Patents Litigation in India

The Indian Patent’s Act, 1970 (hereinafter referred to as the Act) is the Statute that confers exclusive rights to a patent holder or patentee, for inventions concerning either a product or a process. These exclusive rights prevent any third party from commercially using, exploiting, making, offering for sale, selling or importing for sale or use, the patented invention or its equivalent, without the consent of the patentee, for the duration of the patent’s registration. A patent registered under this Act enjoys the above-stated protections for a period of twenty years from the date of filing of the patent application.

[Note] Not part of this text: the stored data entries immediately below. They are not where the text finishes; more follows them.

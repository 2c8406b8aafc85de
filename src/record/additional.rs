use indexmap::IndexMap;
use serde_json::Value as JsonValue;

use crate::error::RecordError;
use crate::schema::Schema;

/// Mutable view of a record's additional properties.
///
/// Behaves like the underlying ordered map, except that inserting a name the
/// schema declares fails with `SchemaCollision`, which keeps the declared and
/// additional namespaces disjoint.
pub struct AdditionalPropertiesMut<'a> {
    schema: &'a Schema,
    map: &'a mut IndexMap<String, JsonValue>,
}

impl<'a> AdditionalPropertiesMut<'a> {
    pub(super) fn new(schema: &'a Schema, map: &'a mut IndexMap<String, JsonValue>) -> Self {
        Self { schema, map }
    }

    /// Insert or overwrite; new keys go last, existing keys keep their position.
    pub fn insert(
        &mut self,
        name: &str,
        value: impl Into<JsonValue>,
    ) -> Result<Option<JsonValue>, RecordError> {
        if self.schema.declares(name) {
            return Err(RecordError::SchemaCollision {
                schema: self.schema.name().to_string(),
                name: name.to_string(),
            });
        }
        Ok(self.map.insert(name.to_string(), value.into()))
    }

    /// Remove a property, keeping the order of the rest.
    pub fn remove(&mut self, name: &str) -> Option<JsonValue> {
        self.map.shift_remove(name)
    }

    /// Value of an additional property
    pub fn get(&self, name: &str) -> Option<&JsonValue> {
        self.map.get(name)
    }

    /// Mutable value of an additional property
    pub fn get_mut(&mut self, name: &str) -> Option<&mut JsonValue> {
        self.map.get_mut(name)
    }

    /// True if the additional property is set
    pub fn contains_key(&self, name: &str) -> bool {
        self.map.contains_key(name)
    }

    /// Keep only the properties for which `keep` returns true, preserving order
    pub fn retain<F>(&mut self, keep: F)
    where
        F: FnMut(&String, &mut JsonValue) -> bool,
    {
        self.map.retain(keep);
    }

    /// Drop every additional property
    pub fn clear(&mut self) {
        self.map.clear();
    }

    /// Properties in insertion order
    pub fn iter(&self) -> indexmap::map::Iter<'_, String, JsonValue> {
        self.map.iter()
    }

    pub fn len(&self) -> usize {
        self.map.len()
    }

    pub fn is_empty(&self) -> bool {
        self.map.is_empty()
    }
}

#[cfg(test)]
mod tests {
    use crate::error::RecordError;
    use crate::record::Record;
    use crate::schema::{PropertyDef, SchemaRegistry, TypeExpr};
    use serde_json::json;

    fn record() -> Record {
        let mut registry = SchemaRegistry::new();
        registry
            .define("FindObjectReportParams", vec![PropertyDef::new("upa", TypeExpr::String)])
            .unwrap();
        registry.record("FindObjectReportParams").unwrap()
    }

    #[test]
    fn test_live_view_mutations_are_serialized() {
        let mut record = record().with("upa", "1/2/3").unwrap();
        {
            let mut extra = record.additional_properties_mut();
            extra.insert("first", 1).unwrap();
            extra.insert("second", "two").unwrap();
            extra.insert("third", json!([3])).unwrap();
            *extra.get_mut("second").unwrap() = json!("TWO");
            extra.remove("first");
        }
        assert_eq!(
            record.to_json_string().unwrap(),
            r#"{"upa":"1/2/3","second":"TWO","third":[3]}"#
        );
    }

    #[test]
    fn test_live_view_rejects_declared_names() {
        let mut record = record();
        let mut extra = record.additional_properties_mut();
        assert!(matches!(
            extra.insert("upa", "x"),
            Err(RecordError::SchemaCollision { .. })
        ));
        assert!(extra.is_empty());
    }

    #[test]
    fn test_retain_and_clear() {
        let mut record = record()
            .with_additional("a", 1)
            .unwrap()
            .with_additional("b", 2)
            .unwrap();
        record.additional_properties_mut().retain(|k, _| k == "b");
        assert_eq!(record.additional_properties().len(), 1);
        record.additional_properties_mut().clear();
        assert!(record.additional_properties().is_empty());
    }
}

What does not amount to Patent Infringement in India?

In order to create a balance between the interests of the patent holders, third parties and the public, the exclusive rights granted to a patent holder are subject to certain exceptions. The Patent’s Act lists certain activities that will not amount to infringement. These statutory exemptions from infringement are as under:

  1. Experimental or research use: Section 47 (3) of the Act ensures that patented inventions used for research and experimental purposes, do not infringe the rights of the patent holder. There is no limitation to the scope and extent of research and experimentation.
  • Use or acquisition of invention by Government: Patents in India are granted with certain prior imposed conditions, one of which is use of the patented invention by the Government, without the same amounting as infringement. The Bombay High Court in the case of Garware Wall Ropes Ltd. Vs. A.I. Chopra, Engineers and Contractor[1] had discussed the scope of government use under section 47.
  • Use of patented invention in a foreign vessel etc.: As per the provisions of Section 49 of the Act, it shall not be considered as an act of infringement if a foreign vessel which is using a patented invention comes to India, temporarily or accidentally. However, this law applies with the proviso that the patented invention which is on-board the foreign vessel, is not used for any commercial purpose in India.
  • Parallel imports: Section 107A(b) of the Act states that importation of patented products by any person from a person who is duly authorized under the law to produce and sell or distribute the product, shall not be considered as an infringement of patent rights.
  • Compulsory licensing: The reason behind granting a compulsory license is to ensure that there is supply of a patented invention in India. Compulsory licenses can be granted to the patented invention for circumstances such as, non-availability of the patented invention to the public at a reasonably affordable price, non-satisfaction of reasonable requirement of the public[2], public health; national emergency or extreme urgency, public non-commercial use[3], export to a country having no manufacturing capacity or inadequate manufacturing capacity[4], refusal to  grant licenses at reasonable terms, anti-competitive practice and dependent patents[5]. Till date, there has been only one successfully handled case of compulsory license in India, Natco Pharma Ltd. vs. Bayer Corporation[6].      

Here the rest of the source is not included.